El paradigma lingüístico se asentaba en el crédito de la palabra gracias a la
acreditación, precisamente, de la Lingüística como Ciencia referente en el panorama
científico continental; el canon moral situaba entre el Holocausto y en el
anti-nazismo la horquilla ética que separaba el Mal y el Bien; y la bipolaridad
Este-Oeste, socialismo-capitalismo, señalaba el principio geopolítico por
excelencia, donde tal alteridad garantizaba una pugna por la hegemonía
intelectual y moral, parcialmente compensada o equilibrada entre ambos
universos.
Empero, tras la consunción de la Unión Soviética,
los nuevos tiempos sobrevenidos por la desregulación de los mercados financieros
por Ronald Reagan; más la inhumana conducta de sucesivos Gobiernos de Israel,
reproduciendo técnicas semejantes a las genocidas aplicadas en su día por el
nazismo contra su castigado pueblo; así como la degradación y el descrédito del
valor de la palabra, herida por el constreñimiento expresivo impuesto por los
formatos de la telemática a las impropiamente denominadas, por su implícito
narcisismo, redes sociales -reducido a centenar y medio de caracteres- así como
por la denominada corrección política y la posverdad -formas sofisticadas de la
mentira- generó la sustitución del homo/fémina linguïsticus por el homo/fémina
informaticus… acompañada de toda esta liquidación paradigmática, que ha sumido
en el desconcierto a buena parte de los medios donde comparecen los
intelectuales europeos, con los consabidos efectos sobre los escenarios
intelectuales españoles.
Un olvido fatal
Entre los motivos subjetivos de la degradante
hecatombe que ha desmedulado la labor histórica de los intelectuales y fruto de
la presión de aquellas condiciones objetivas arriba descritas, cabe destacar la
alteración, por parte de numerosos, entre sus exponentes, de la condición de
intelectual para transformarla en un mero trampolín de medro social. Trepar individualmente
en la escala social desplazó y desplaza, como meta, cualquier otro objetivo
para muchos de cuantos hoy, sin serlo, se reclaman intelectuales.
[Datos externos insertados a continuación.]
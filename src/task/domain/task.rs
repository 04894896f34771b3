//! Task aggregate and the draft it is created from.

use super::{PlanningDate, TaskId};
use serde::{Deserialize, Serialize};

/// Completion status of a task.
#[derive(Debug, Clone, Copy, Default, PartialEq, Eq, Hash, Serialize, Deserialize)]
#[serde(rename_all = "snake_case")]
pub enum TaskStatus {
    /// Work on the task is not finished.
    #[default]
    Open,
    /// The task has been completed.
    Done,
}

impl TaskStatus {
    /// Maps the boolean "done" flag used by storage and transport.
    #[must_use]
    pub const fn from_done(done: bool) -> Self {
        if done { Self::Done } else { Self::Open }
    }

    /// Returns `true` when the task is completed.
    #[must_use]
    pub const fn is_done(self) -> bool {
        matches!(self, Self::Done)
    }

    /// Returns the canonical text representation.
    #[must_use]
    pub const fn as_str(self) -> &'static str {
        match self {
            Self::Open => "open",
            Self::Done => "done",
        }
    }
}

impl From<bool> for TaskStatus {
    fn from(done: bool) -> Self {
        Self::from_done(done)
    }
}

/// Candidate task content that has not been assigned an identifier.
///
/// Drafts are what callers submit for creation and for full-replacement
/// updates. They are validated by
/// [`TaskValidator`](crate::task::validation::TaskValidator) before they
/// reach storage.
#[derive(Debug, Clone, PartialEq, Eq, Serialize, Deserialize)]
pub struct TaskDraft {
    title: String,
    description: String,
    planning_date: PlanningDate,
    status: TaskStatus,
}

impl TaskDraft {
    /// Creates an open draft with an empty description.
    #[must_use]
    pub fn new(title: impl Into<String>, planning_date: PlanningDate) -> Self {
        Self {
            title: title.into(),
            description: String::new(),
            planning_date,
            status: TaskStatus::Open,
        }
    }

    /// Sets the description.
    #[must_use]
    pub fn with_description(mut self, description: impl Into<String>) -> Self {
        self.description = description.into();
        self
    }

    /// Sets the completion status.
    #[must_use]
    pub fn with_status(mut self, status: TaskStatus) -> Self {
        self.status = status;
        self
    }

    /// Returns the title.
    #[must_use]
    pub fn title(&self) -> &str {
        &self.title
    }

    /// Returns the description.
    #[must_use]
    pub fn description(&self) -> &str {
        &self.description
    }

    /// Returns the planning date.
    #[must_use]
    pub const fn planning_date(&self) -> PlanningDate {
        self.planning_date
    }

    /// Returns the completion status.
    #[must_use]
    pub const fn status(&self) -> TaskStatus {
        self.status
    }
}

/// Persisted task.
#[derive(Debug, Clone, PartialEq, Eq, Serialize, Deserialize)]
pub struct Task {
    id: TaskId,
    #[serde(flatten)]
    content: TaskDraft,
}

impl Task {
    /// Binds draft content to the identifier storage assigned to it.
    #[must_use]
    pub const fn new(id: TaskId, content: TaskDraft) -> Self {
        Self { id, content }
    }

    /// Returns the task identifier.
    #[must_use]
    pub const fn id(&self) -> TaskId {
        self.id
    }

    /// Returns the task content without its identifier.
    #[must_use]
    pub const fn content(&self) -> &TaskDraft {
        &self.content
    }

    /// Consumes the task and returns its content.
    #[must_use]
    pub fn into_content(self) -> TaskDraft {
        self.content
    }

    /// Returns the title.
    #[must_use]
    pub fn title(&self) -> &str {
        self.content.title()
    }

    /// Returns the description.
    #[must_use]
    pub fn description(&self) -> &str {
        self.content.description()
    }

    /// Returns the planning date.
    #[must_use]
    pub const fn planning_date(&self) -> PlanningDate {
        self.content.planning_date()
    }

    /// Returns the completion status.
    #[must_use]
    pub const fn status(&self) -> TaskStatus {
        self.content.status()
    }
}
En el mundo profesional, señaladamente en los del
Periodismo, el espacio editorial y el académico, también en el científico-técnico,
tan vinculados a la sustancia o a la difusión del quehacer intelectual, esto
fue y es un síntoma incesante: el olvido de la extracción social de origen, no
burguesa, una vez que se adquieren puestos preeminentes de responsabilidad
sobre contenidos informativos, de opinión, editoriales y científicos. Esto se
convierte para muchos en la garantía del afincamiento individual en una nueva y
superior posición social. Desde luego, la promoción social y económica es un
derecho plenamente legítimo por el cual es, además, urgente y necesario pugnar;
pero su precio no puede fijarse nunca a costa de implicar la renuncia a la
defensa de los intereses de las clases mayoritarias de las cuales el
periodista, el científico, el funcionario, el profesional, suelen proceder. Por
consiguiente, la función de crítica social hacia el poder -que preside el
comportamiento profesional en numerosas ramas de la vida activa- desaparece
generalmente de las prácticas de los responsables profesionales así cooptados,
y promocionados, que no solo abdicaban y abdican a escala personal del
compromiso con la fiscalización crítica de los poderosos, sino que, además,
impiden que otros intelectuales, sin contaminar, accedan a las publicaciones,
al éter, a la imagen o a las cátedras con sus bagajes críticos, reflexivos y
movilizantes. Igual sucede con los responsables de grandes editoriales o en los
principales centros de enseñanza. Por su parte, los profesionales de extracción
alto-burguesa no desclasados, no necesitaron renunciar a nada pues, para
conservar su estatus y sus posiciones de poder, les basta con perpetuar el
discurso dominante propio de sus intereses.
Chantajes
Todo esto admite matices, desde luego, así como
excepciones individuales, pero la corriente general, la que ha devaluado los
contenidos periodísticos y científico-académicos hasta extremos insólitos,
desconocidos, muestra muchos de los elementos descritos. El capital financiero
ha conseguido desvirtuar casi al completo la función social de los
intelectuales y de la Prensa, principal difusora de sus mensajes, para imponer
su discurso mediante el chantaje publicitario, entre otros sistemas
coercitivos, olvidando, de manera suicida, que la publicidad debe buscar
soportes informativos veraces, como los que la Prensa procura o debiera
procurar, para acreditarla, ya que la Publicidad no puede acreditar sus
mensajes por sí misma. De esta manera, quien no transige con tal discurso, es
expulsado del circuito mediático, profesional o académico, sellado así a toda
manifestación del pensamiento crítico.
Qué decir del mundo editorial o el del Cine, que
sepulta en el subdesarrollo a l@s escritor@s de más valía y prestigia a l@s más
triviales, hundiendo la creatividad literaria y cinematográfica, transformada
en mero negocio a beneficio de distribuidores amorales y/o analfabetos: a la
postre, solo producen textos o filmes trufados de violencia, de armas,
machos-alfa, de mensajes machistas, imperialistas y racistas, de policías que
se toman la justicia por su mano y que desprecian la democracia y las leyes…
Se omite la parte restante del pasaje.